Los neurólogos llevan tiempo mostrando la íntima relación entre emociones y salud. Richard Davidson, pionero en neurociencia afectiva, demostró que las personas que cultivan emociones positivas no solo reportan mayor bienestar, sino que muestran sistemas inmunológicos más robustos y menor deterioro cognitivo. La alegría, lejos de ser un adorno de la vida, es un factor biológico de resiliencia.

Ahora bien, hablar de joyspan en sociedades donde las necesidades básicas no están garantizadas puede sonar a privilegio. ¿Cómo hablar de alegría a quienes llegan a la vejez en la pobreza, sin una alimentación suficiente, sin ingresos, fuera de un sistema de salud accesible?

También hay un componente cultural. En las sociedades occidentales solemos asociar la vejez con la pérdida, con la inutilidad, con la invisibilidad. Un mundo pensado para la producción y el consumo, no tiene lugar para los que viven lento y ya salieron del mercado laboral. Para los chinos y otras sociedades orientales, en cambio, la edad no es un número y la relación entre las personas está marcada por quién tiene algo para enseñar y quién tiene algo para aprender. El orden lo da la sabiduría. Esa valoración cambia radicalmente la experiencia subjetiva del envejecimiento.

El filósofo Byung-Chul Han advierte que vivimos en una sociedad del rendimiento, obsesionada con la productividad, que condena a la irrelevancia a quienes ya no producen. Recuperar el valor de la alegría en la vejez implica también cambiar esta mirada cultural: la vida no se mide solo en términos de utilidad económica, sino en la capacidad de compartir, de narrar, de disfrutar.

Quizás el desafío más urgente sea medir lo que realmente importa. Tenemos estadísticas para todo: cuántos años viviremos, cuántas enfermedades evitaremos, cuántos medicamentos tomaremos. Pero, ¿qué pasa con la alegría? ¿Cómo la cuantificamos?

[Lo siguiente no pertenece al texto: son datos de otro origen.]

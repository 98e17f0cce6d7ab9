//! Command-line driver for the two analysis stages.

use std::fs::File;
use std::io::BufReader;
use std::path::{Path, PathBuf};

use anyhow::{Context, Result};
use clap::{Parser, Subcommand};
use tracing::{error, info, warn};
use tracing_subscriber::EnvFilter;

use rtp_playout::export::PacketLogReader;
use rtp_playout::playout::{group_records, score_groups, score_groups_parallel};
use rtp_playout::{AnalysisError, AnalyzerConfig, OfflineAnalyzer, export};

#[derive(Parser)]
#[command(name = "rtp-playout")]
#[command(version)]
#[command(about = "Offline RTP frame extraction and playout scoring", long_about = None)]
struct Cli {
    #[command(subcommand)]
    command: Command,
}

#[derive(Subcommand)]
enum Command {
    /// Extract normalized frames from a packet log
    Frames {
        /// Packet log to read
        #[arg(long)]
        packets: PathBuf,
        /// Frame log to write
        #[arg(long)]
        frames: PathBuf,
        /// Per-session summary to write
        #[arg(long)]
        streams: Option<PathBuf>,
        /// Periodic statistics log to write
        #[arg(long)]
        stats: Option<PathBuf>,
        /// Copy of every ingested packet
        #[arg(long)]
        packet_log: Option<PathBuf>,
        /// YAML analyzer configuration
        #[arg(long)]
        config: Option<PathBuf>,
    },
    /// Score a frame log and write the result lists
    Score {
        /// Frame log to read
        #[arg(long)]
        frames: PathBuf,
        /// Directory for the result lists
        #[arg(long, default_value = ".")]
        out_dir: PathBuf,
        /// Score groups on a thread pool
        #[arg(long)]
        parallel: bool,
    },
}

fn create(path: &Path) -> Result<File> {
    File::create(path).with_context(|| format!("creating {}", path.display()))
}

fn run_frames(
    packets: &Path,
    frames: &Path,
    streams: Option<&Path>,
    stats: Option<&Path>,
    packet_log: Option<&Path>,
    config: Option<&Path>,
) -> Result<()> {
    let config = match config {
        Some(path) => AnalyzerConfig::from_path(path)
            .with_context(|| format!("loading configuration {}", path.display()))?,
        None => AnalyzerConfig::default(),
    };

    let mut analyzer = OfflineAnalyzer::new(config)?.with_frame_log(create(frames)?);
    if let Some(path) = streams {
        analyzer = analyzer.with_streams_log(create(path)?);
    }
    if let Some(path) = stats {
        analyzer = analyzer.with_stats_log(create(path)?);
    }
    if let Some(path) = packet_log {
        analyzer = analyzer.with_packet_log(create(path)?)?;
    }

    let input = File::open(packets).with_context(|| format!("opening {}", packets.display()))?;
    let reader = PacketLogReader::new(BufReader::new(input), packets.display().to_string());
    for item in reader {
        match item {
            Ok(packet) => analyzer.add(&packet),
            Err(e) if e.is_fatal() => return Err(e).context("reading packet log"),
            Err(e) => analyzer.report(e),
        }
    }

    let report = analyzer.finish().context("finishing frame extraction")?;
    if !report.diagnostics.is_empty() {
        warn!(count = report.diagnostics.len(), "Frame extraction reported problems");
    }
    info!(
        frames = report.records.len(),
        groups = report.groups,
        "Wrote frame log {}",
        frames.display()
    );
    Ok(())
}

async fn run_score(frames: &Path, out_dir: &Path, parallel: bool) -> Result<()> {
    let log = export::load_frame_log(frames)?;
    let groups = group_records(log.records);

    let summary = if parallel {
        score_groups_parallel(groups).await?
    } else {
        score_groups(&groups)
    };
    summary.write_lists(out_dir)?;

    println!(
        "groups: {}  ratios: {}  frames: {}  skipped rows: {}",
        summary.groups.len(),
        summary.lateness_ratios.len(),
        summary.freezes.len(),
        log.diagnostics.malformed_count()
    );
    Ok(())
}

/// Recovery hints for the first analysis error in `err`'s cause chain.
fn recovery_hints(err: &anyhow::Error) -> Vec<&'static str> {
    err.chain()
        .find_map(|cause| cause.downcast_ref::<AnalysisError>())
        .map(AnalysisError::recovery_suggestions)
        .unwrap_or_default()
}

#[tokio::main]
async fn main() -> Result<()> {
    tracing_subscriber::fmt()
        .with_env_filter(EnvFilter::try_from_default_env().unwrap_or_else(|_| EnvFilter::new("info")))
        .with_writer(std::io::stderr)
        .init();

    let cli = Cli::parse();
    let result = match cli.command {
        Command::Frames { packets, frames, streams, stats, packet_log, config } => run_frames(
            &packets,
            &frames,
            streams.as_deref(),
            stats.as_deref(),
            packet_log.as_deref(),
            config.as_deref(),
        ),
        Command::Score { frames, out_dir, parallel } => run_score(&frames, &out_dir, parallel).await,
    };

    if let Err(e) = &result {
        for hint in recovery_hints(e) {
            error!("hint: {hint}");
        }
    }
    result
}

“Las viejas nos reímos mucho”, me dijo el otro día Rita Segato, la antropóloga que decidió radicarse en Tilcara aunque la convocaban como eminencia las universidades más prestigiosas del mundo. “Me gusta encontrarme con mis amigas, y reírme mucho”.

No se trata de romantizar la vejez ni de negar sus dolores. Se trata de devolverle al relato de la vida larga la dimensión más humana de todas: la alegría. Porque no hay medicina que cure la soledad, no hay estadística que compense la falta de propósito, no hay expectativa de vida que valga si los días se llenan de vacío.

“Defended la alegría, como una trinchera”, escribió el poeta uruguayo que lee Teresa en su club. Medio siglo después, la ciencia vino a darle la razón.